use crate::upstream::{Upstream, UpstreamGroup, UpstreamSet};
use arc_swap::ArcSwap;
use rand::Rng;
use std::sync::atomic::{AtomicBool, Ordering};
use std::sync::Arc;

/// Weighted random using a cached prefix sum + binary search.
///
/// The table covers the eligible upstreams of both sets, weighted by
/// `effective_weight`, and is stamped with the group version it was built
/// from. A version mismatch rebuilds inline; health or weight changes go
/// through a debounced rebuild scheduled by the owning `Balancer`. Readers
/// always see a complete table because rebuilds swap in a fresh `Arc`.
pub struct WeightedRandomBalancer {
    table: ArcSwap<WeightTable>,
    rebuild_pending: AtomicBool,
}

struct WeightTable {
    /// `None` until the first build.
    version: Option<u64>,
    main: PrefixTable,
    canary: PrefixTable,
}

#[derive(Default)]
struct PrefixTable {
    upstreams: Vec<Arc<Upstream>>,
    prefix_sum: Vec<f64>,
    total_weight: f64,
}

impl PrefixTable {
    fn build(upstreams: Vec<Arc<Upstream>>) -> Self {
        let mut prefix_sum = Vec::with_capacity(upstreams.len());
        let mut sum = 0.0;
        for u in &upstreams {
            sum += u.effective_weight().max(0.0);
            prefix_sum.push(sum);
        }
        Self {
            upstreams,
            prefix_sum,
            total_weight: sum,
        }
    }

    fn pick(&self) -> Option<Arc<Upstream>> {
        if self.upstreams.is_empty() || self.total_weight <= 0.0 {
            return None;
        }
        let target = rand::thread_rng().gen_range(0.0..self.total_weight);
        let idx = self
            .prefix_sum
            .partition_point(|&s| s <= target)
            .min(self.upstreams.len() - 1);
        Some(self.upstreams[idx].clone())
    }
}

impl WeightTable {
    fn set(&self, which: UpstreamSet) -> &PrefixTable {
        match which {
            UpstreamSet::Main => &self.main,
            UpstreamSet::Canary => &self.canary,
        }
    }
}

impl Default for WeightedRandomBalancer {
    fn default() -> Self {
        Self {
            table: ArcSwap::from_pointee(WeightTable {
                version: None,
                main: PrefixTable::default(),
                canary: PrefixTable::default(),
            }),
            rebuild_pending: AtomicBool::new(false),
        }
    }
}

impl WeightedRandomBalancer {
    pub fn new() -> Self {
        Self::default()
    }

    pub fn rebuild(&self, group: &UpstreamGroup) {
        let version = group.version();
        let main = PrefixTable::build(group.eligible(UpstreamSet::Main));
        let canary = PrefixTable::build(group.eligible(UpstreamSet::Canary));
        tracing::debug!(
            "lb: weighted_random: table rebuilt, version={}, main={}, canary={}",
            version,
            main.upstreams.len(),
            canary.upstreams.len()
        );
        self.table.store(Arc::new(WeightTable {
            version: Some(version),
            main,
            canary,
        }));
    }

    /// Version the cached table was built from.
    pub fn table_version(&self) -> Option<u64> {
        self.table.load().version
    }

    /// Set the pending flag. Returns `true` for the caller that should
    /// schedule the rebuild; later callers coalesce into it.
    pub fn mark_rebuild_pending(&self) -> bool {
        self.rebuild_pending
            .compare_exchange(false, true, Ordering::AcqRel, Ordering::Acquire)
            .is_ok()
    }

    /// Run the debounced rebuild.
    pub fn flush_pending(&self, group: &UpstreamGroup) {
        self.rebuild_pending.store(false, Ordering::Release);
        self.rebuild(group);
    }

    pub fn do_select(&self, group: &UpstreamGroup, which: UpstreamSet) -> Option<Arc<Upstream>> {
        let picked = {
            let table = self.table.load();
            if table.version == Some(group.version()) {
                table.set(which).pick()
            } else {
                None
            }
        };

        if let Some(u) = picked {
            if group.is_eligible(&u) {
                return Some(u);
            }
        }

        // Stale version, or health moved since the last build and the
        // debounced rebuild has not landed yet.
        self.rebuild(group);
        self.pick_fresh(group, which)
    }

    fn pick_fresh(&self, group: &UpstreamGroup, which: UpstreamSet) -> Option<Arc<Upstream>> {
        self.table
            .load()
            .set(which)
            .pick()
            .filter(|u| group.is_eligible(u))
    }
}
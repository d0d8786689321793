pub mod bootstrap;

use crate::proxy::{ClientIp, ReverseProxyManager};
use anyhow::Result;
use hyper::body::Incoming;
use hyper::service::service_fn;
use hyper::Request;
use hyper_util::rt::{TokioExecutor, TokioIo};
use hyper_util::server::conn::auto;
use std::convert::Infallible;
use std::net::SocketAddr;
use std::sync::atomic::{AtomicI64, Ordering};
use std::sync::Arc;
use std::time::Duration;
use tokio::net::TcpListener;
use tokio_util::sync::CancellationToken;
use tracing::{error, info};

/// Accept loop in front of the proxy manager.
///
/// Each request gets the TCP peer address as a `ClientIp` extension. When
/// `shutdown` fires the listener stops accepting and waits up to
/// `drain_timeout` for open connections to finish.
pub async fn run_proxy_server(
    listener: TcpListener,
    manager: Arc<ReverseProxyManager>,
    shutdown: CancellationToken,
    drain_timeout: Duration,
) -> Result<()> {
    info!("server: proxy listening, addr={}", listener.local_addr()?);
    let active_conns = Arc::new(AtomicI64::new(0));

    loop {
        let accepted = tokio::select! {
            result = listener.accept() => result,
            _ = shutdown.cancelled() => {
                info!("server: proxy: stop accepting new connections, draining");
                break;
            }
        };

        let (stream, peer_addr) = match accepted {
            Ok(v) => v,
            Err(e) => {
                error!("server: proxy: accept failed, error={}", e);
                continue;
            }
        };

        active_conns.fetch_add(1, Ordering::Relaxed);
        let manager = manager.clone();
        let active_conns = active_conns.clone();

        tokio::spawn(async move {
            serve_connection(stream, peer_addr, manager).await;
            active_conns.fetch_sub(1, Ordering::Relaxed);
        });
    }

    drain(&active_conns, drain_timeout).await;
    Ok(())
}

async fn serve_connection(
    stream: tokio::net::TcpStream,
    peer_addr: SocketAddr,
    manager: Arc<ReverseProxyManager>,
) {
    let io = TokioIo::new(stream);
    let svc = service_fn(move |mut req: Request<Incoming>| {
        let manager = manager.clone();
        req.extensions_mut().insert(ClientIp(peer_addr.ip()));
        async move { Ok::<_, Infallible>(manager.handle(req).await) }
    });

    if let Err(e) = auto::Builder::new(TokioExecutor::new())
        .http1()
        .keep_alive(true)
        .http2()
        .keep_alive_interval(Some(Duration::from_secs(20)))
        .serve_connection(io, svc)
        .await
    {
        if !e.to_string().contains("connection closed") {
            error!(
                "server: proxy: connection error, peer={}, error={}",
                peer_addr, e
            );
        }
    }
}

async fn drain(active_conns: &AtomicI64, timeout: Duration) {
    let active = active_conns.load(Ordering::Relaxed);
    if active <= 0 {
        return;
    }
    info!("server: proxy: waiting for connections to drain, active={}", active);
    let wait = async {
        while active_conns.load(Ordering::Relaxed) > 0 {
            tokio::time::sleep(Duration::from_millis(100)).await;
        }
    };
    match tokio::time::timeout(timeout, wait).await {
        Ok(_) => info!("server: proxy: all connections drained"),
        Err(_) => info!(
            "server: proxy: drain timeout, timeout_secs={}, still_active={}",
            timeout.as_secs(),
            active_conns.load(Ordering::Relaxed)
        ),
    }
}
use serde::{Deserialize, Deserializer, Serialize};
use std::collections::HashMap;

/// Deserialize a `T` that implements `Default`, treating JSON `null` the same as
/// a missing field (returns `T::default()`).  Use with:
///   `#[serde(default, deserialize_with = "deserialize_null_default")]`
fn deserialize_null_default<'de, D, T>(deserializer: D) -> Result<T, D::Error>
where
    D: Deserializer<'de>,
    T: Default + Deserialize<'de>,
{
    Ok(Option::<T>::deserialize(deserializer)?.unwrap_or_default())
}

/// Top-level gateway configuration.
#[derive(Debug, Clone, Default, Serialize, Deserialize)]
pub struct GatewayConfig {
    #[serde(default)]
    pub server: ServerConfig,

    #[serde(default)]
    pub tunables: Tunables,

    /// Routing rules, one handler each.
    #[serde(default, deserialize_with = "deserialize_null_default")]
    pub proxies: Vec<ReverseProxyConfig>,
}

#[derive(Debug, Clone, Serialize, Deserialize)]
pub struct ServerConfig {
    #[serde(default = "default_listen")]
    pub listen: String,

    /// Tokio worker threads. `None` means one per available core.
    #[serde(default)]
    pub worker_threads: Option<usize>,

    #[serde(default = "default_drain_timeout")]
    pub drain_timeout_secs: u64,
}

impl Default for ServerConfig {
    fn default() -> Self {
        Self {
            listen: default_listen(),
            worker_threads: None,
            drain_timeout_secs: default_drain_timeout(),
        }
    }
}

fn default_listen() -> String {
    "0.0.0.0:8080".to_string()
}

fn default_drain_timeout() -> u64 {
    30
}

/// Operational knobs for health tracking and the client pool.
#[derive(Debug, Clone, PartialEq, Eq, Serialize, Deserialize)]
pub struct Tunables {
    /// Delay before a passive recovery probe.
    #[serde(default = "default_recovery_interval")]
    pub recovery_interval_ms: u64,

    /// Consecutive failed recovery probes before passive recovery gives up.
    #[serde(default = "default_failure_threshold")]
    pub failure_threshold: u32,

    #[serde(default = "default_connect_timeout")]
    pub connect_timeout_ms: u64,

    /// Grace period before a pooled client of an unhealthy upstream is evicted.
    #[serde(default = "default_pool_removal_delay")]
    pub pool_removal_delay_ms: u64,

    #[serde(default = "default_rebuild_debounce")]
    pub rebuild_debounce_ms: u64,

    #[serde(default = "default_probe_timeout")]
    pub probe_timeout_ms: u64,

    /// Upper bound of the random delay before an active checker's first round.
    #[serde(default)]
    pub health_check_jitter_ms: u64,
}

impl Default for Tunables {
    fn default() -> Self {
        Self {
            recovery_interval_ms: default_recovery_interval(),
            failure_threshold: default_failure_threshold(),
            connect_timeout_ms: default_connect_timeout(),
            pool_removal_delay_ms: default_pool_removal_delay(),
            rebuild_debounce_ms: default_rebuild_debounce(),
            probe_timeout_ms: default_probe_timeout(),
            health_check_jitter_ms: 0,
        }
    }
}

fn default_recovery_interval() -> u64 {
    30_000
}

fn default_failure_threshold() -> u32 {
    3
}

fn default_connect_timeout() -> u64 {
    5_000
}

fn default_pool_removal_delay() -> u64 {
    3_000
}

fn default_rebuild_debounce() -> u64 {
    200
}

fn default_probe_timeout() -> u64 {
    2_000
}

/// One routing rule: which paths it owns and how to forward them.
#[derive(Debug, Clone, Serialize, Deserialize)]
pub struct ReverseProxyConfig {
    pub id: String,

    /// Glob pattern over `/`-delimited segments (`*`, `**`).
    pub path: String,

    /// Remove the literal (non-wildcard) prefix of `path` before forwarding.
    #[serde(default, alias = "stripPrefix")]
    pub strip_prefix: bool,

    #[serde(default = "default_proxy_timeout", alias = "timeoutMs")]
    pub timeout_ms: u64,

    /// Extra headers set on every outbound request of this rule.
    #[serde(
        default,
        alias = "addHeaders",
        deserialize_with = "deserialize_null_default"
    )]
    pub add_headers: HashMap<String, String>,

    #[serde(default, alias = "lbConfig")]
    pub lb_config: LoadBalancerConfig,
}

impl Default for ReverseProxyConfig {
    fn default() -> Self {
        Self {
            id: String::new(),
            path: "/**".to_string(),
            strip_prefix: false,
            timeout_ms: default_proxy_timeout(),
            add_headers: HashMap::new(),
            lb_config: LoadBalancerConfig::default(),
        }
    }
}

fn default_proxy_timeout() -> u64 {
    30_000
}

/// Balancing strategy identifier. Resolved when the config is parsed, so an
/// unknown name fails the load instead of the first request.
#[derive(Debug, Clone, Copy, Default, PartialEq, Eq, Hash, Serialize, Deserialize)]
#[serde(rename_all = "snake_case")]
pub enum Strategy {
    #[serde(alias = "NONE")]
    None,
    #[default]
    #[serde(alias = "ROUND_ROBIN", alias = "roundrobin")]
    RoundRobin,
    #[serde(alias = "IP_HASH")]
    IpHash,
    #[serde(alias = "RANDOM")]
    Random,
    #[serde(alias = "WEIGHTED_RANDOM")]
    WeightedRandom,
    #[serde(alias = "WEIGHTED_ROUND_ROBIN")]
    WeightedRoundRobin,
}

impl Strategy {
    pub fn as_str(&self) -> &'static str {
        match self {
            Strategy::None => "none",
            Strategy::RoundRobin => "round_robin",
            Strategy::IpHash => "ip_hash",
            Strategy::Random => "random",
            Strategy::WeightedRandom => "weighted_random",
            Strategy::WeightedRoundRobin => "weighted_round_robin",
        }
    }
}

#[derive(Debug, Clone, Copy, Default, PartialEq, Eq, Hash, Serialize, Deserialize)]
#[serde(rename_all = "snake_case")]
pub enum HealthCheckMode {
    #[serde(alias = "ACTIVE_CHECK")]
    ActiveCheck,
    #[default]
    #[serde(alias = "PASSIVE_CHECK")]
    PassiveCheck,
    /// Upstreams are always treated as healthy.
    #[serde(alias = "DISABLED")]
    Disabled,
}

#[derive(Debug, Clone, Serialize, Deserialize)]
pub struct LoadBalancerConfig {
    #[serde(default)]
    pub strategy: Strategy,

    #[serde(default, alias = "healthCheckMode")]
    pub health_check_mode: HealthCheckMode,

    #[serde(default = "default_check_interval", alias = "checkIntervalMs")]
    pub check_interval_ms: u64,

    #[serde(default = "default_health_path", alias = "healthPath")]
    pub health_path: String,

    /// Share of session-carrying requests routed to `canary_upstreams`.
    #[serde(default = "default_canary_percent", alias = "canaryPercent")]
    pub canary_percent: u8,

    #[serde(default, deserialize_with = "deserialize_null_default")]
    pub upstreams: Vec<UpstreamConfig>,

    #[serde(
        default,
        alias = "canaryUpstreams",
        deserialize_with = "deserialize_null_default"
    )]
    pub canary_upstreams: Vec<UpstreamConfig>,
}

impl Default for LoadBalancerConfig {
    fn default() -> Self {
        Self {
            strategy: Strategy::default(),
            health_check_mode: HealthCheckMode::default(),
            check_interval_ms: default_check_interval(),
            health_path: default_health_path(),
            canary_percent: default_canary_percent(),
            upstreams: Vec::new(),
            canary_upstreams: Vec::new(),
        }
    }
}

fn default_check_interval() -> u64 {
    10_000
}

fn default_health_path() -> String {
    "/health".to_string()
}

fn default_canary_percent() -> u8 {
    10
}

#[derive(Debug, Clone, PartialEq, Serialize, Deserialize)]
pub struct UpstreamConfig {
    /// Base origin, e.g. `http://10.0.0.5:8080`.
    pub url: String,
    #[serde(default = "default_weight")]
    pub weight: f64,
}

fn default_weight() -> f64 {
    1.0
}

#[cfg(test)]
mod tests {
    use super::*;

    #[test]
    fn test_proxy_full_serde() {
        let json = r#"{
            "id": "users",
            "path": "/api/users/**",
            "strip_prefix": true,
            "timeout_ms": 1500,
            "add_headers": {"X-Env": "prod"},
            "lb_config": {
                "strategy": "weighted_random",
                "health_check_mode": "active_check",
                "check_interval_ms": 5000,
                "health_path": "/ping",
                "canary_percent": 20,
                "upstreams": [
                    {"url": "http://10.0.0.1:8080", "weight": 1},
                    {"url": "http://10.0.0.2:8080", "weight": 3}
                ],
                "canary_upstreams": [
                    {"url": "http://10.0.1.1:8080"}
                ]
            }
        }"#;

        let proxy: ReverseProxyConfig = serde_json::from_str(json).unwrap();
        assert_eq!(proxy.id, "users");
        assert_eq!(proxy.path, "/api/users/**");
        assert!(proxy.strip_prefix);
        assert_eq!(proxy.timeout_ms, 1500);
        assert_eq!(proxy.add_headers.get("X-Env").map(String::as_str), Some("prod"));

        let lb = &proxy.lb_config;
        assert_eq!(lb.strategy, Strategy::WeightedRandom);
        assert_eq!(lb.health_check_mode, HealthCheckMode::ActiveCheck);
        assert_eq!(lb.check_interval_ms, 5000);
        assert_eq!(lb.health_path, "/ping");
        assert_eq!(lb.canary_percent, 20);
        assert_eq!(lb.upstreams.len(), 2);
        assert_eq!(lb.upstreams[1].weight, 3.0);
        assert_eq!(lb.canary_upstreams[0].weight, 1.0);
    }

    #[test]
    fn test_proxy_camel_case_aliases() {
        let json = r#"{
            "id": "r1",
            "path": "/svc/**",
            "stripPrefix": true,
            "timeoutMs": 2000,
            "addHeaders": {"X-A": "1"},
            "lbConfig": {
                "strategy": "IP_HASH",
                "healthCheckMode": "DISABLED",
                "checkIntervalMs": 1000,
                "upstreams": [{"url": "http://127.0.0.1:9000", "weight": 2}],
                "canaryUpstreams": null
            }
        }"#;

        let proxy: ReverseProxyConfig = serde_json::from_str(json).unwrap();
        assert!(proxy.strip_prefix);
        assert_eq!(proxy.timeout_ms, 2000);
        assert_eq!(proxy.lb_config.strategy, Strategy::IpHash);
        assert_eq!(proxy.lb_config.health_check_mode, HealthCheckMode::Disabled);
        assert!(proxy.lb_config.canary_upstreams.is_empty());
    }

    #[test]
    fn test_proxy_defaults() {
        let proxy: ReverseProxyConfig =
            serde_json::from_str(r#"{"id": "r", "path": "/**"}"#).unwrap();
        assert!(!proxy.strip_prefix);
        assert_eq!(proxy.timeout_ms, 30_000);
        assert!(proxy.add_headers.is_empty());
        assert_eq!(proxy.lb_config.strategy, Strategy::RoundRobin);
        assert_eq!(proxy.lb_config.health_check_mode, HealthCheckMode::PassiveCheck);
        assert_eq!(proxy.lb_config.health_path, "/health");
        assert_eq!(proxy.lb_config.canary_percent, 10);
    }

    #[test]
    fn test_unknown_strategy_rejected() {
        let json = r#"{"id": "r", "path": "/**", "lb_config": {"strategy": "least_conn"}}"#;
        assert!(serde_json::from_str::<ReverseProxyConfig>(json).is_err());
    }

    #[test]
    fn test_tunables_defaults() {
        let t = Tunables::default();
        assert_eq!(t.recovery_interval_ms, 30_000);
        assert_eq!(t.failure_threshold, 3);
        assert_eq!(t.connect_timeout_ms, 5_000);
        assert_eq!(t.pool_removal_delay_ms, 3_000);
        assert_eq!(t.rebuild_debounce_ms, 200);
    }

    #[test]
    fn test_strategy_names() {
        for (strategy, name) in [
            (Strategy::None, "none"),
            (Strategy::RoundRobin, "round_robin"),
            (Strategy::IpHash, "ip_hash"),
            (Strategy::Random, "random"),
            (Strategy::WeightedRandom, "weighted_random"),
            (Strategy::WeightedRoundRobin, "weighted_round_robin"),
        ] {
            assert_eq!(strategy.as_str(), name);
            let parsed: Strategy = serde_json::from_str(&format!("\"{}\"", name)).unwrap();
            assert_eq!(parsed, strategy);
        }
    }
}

Work to be completed: Locate the word "cached" in the records above, and return each line that has it.

Answer to the problem:
/// Weighted random using a cached prefix sum + binary search.
    /// Version the cached table was built from.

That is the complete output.